Командование армии тут же запланировало вторую атаку, выделив для этого несколько сборных рот, в одну из которых и был зачислен Иван.

– Выбирай, – кивнул ему накануне моложавый интендант, указывая рукой на ящики новых, в смазке, винтовок Мосина.

– А СВТ есть? Или автомат?

– Шутишь? – рассмеялся красноармеец, выдававший оружие. – Такое добро на дороге не валяется. Бери винтовку и штык. Патронов полные карманы набивай, всё равно девать некуда.

Тщательно подготовив оружие к бою, вычистив его от лишней смазки и проверив, как работают механизмы, Иван не спеша готовился к встрече с врагом. Страха у него, насмотревшегося за последние месяцы столько всего, что некоторым и за всю жизнь не увидеть, не было. Скорее присутствовало легкое волнение, которое, по опыту, должно было исчезнуть после команды «в атаку».
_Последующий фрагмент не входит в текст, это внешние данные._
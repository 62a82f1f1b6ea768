use std::collections::VecDeque;

use airview_protocol::TelemetrySnapshot;

/// Bounded, insertion-ordered history of merged snapshots.
///
/// Strict FIFO: once full, each push evicts the oldest snapshot. Iteration
/// runs oldest → newest, which is the order the charts draw in.
#[derive(Debug, Clone)]
pub struct HistoryBuffer {
    snapshots: VecDeque<TelemetrySnapshot>,
    capacity: usize,
}

impl HistoryBuffer {
    /// # Panics
    ///
    /// Panics if `capacity` is zero.
    pub fn new(capacity: usize) -> Self {
        assert!(capacity > 0, "history capacity must be > 0");
        Self {
            snapshots: VecDeque::with_capacity(capacity),
            capacity,
        }
    }

    /// Appends a snapshot, evicting the oldest when at capacity.
    pub fn push(&mut self, snapshot: TelemetrySnapshot) {
        if self.snapshots.len() == self.capacity {
            self.snapshots.pop_front();
        }
        self.snapshots.push_back(snapshot);
    }

    /// Iterates oldest → newest.
    pub fn iter(&self) -> impl Iterator<Item = &TelemetrySnapshot> {
        self.snapshots.iter()
    }

    /// The most recently appended snapshot, if any.
    pub fn latest(&self) -> Option<&TelemetrySnapshot> {
        self.snapshots.back()
    }

    pub fn len(&self) -> usize {
        self.snapshots.len()
    }

    pub fn is_empty(&self) -> bool {
        self.snapshots.is_empty()
    }

    pub fn capacity(&self) -> usize {
        self.capacity
    }

    pub fn clear(&mut self) {
        self.snapshots.clear();
    }
}
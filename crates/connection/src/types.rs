//! Public types for the connection manager.

use std::time::Duration;

use airview_protocol::constants::RECONNECT_DELAY;

/// Connection state of the telemetry link.
#[derive(Debug, Clone, Copy, PartialEq, Eq)]
pub enum ConnectionState {
    /// No connection and no dial in progress.
    Disconnected,
    /// WebSocket handshake in progress.
    Connecting,
    /// Live connection, frames flowing.
    Connected,
    /// A transport error occurred. Usually followed by `Disconnected`
    /// and a scheduled reconnect.
    Error,
}

/// Reconnection policy after an unintended disconnect.
#[derive(Debug, Clone)]
pub struct ReconnectConfig {
    /// Fixed delay before re-dialing.
    pub delay: Duration,
}

impl Default for ReconnectConfig {
    fn default() -> Self {
        Self {
            delay: RECONNECT_DELAY,
        }
    }
}

#[cfg(test)]
mod tests {
    use super::*;

    #[test]
    fn state_equality() {
        assert_eq!(ConnectionState::Connected, ConnectionState::Connected);
        assert_ne!(ConnectionState::Connecting, ConnectionState::Connected);
    }

    #[test]
    fn default_delay_is_three_seconds() {
        assert_eq!(ReconnectConfig::default().delay, Duration::from_secs(3));
    }
}
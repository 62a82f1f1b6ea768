//! Keepalive pings.

use tokio::sync::mpsc;
use tokio_tungstenite::tungstenite;
use tokio_util::sync::CancellationToken;

use airview_protocol::constants::WS_PING_PERIOD;

/// Queues a ping every [`WS_PING_PERIOD`] so a dead link is noticed even
/// when the telemetry source goes quiet. The read pump enforces the
/// matching pong deadline; this task only feeds the outbound channel and
/// stops once that channel or the session is gone.
pub(crate) async fn ping_pump(
    outbound: mpsc::Sender<tungstenite::Message>,
    cancel: CancellationToken,
) {
    let mut ticker = tokio::time::interval(WS_PING_PERIOD);
    // The first tick completes immediately; the session just opened, so
    // swallow it and start the cadence one period out.
    ticker.tick().await;

    loop {
        tokio::select! {
            _ = cancel.cancelled() => break,
            _ = ticker.tick() => {}
        }
        let ping = tungstenite::Message::Ping(Vec::new().into());
        if outbound.send(ping).await.is_err() {
            break;
        }
    }
}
Не успело солнце объявить о середине дня, как новые роты маршем двинулись в сторону Иванькива на помощь морякам, всё еще ведущим бой. Проходя по Борисполю, Иван мысленно прощался со своей частью, с городом, с Олесей и ее родителями. На душе было очень грустно, из головы не выходил образ плачущей девушки. Сердце солдата рвалось, предчувствуя беду, горечь окончательной, как ему казалось, разлуки. Невозможность предвидеть будущее, закрытое темной тучей, делала чувства острее, причиняя дополнительную душевную боль. Вскоре город остался позади. Иван обернулся, бросил последний взгляд на еле виднеющиеся крыши, тяжело вздохнул и пошел дальше, сапогами взбивая серую дорожную пыль.

После войны бориспольцы рассказывали, что на пепелище одного из домов часто приходил безумный старик, которого мужики называли «Борисычем» и иногда наливали водки. Выпив, тот начинал плакать, вспоминая былую жизнь. Летом 42-го года он попытался защитить свою дочь, которую отправляли в Германию на работы. Жена к этому времени умерла от тифа, так как не было лекарств, и девочка оставалась единственным близким человеком. Когда полицаи принесли повестку, Станислав порвал ее, а ребенка спрятал в подвале дома, надеясь, что про нее скоро забудут. Может, так бы и произошло, но кто-то из соседей донес в полицию. Оцепившие дом каратели, среди которых были бывшие подчиненные инженера-путейца, вытащили хозяина на улицу и на его глазах выжгли подвал огнеметом. Слушая крик сгорающей заживо девушки, изверги смеялись, удерживая вырывающегося отца…

Глава 13

Развернувшись в цепь, собранные накануне роты, не имея ни минуты на слаживание действий, даже не успев узнать своих командиров, двинулись в атаку на немецкие пулеметы. То тут, то там в траве среди воронок валялись убитые тела в черных бушлатах. Иван обратил внимание, что их было очень много.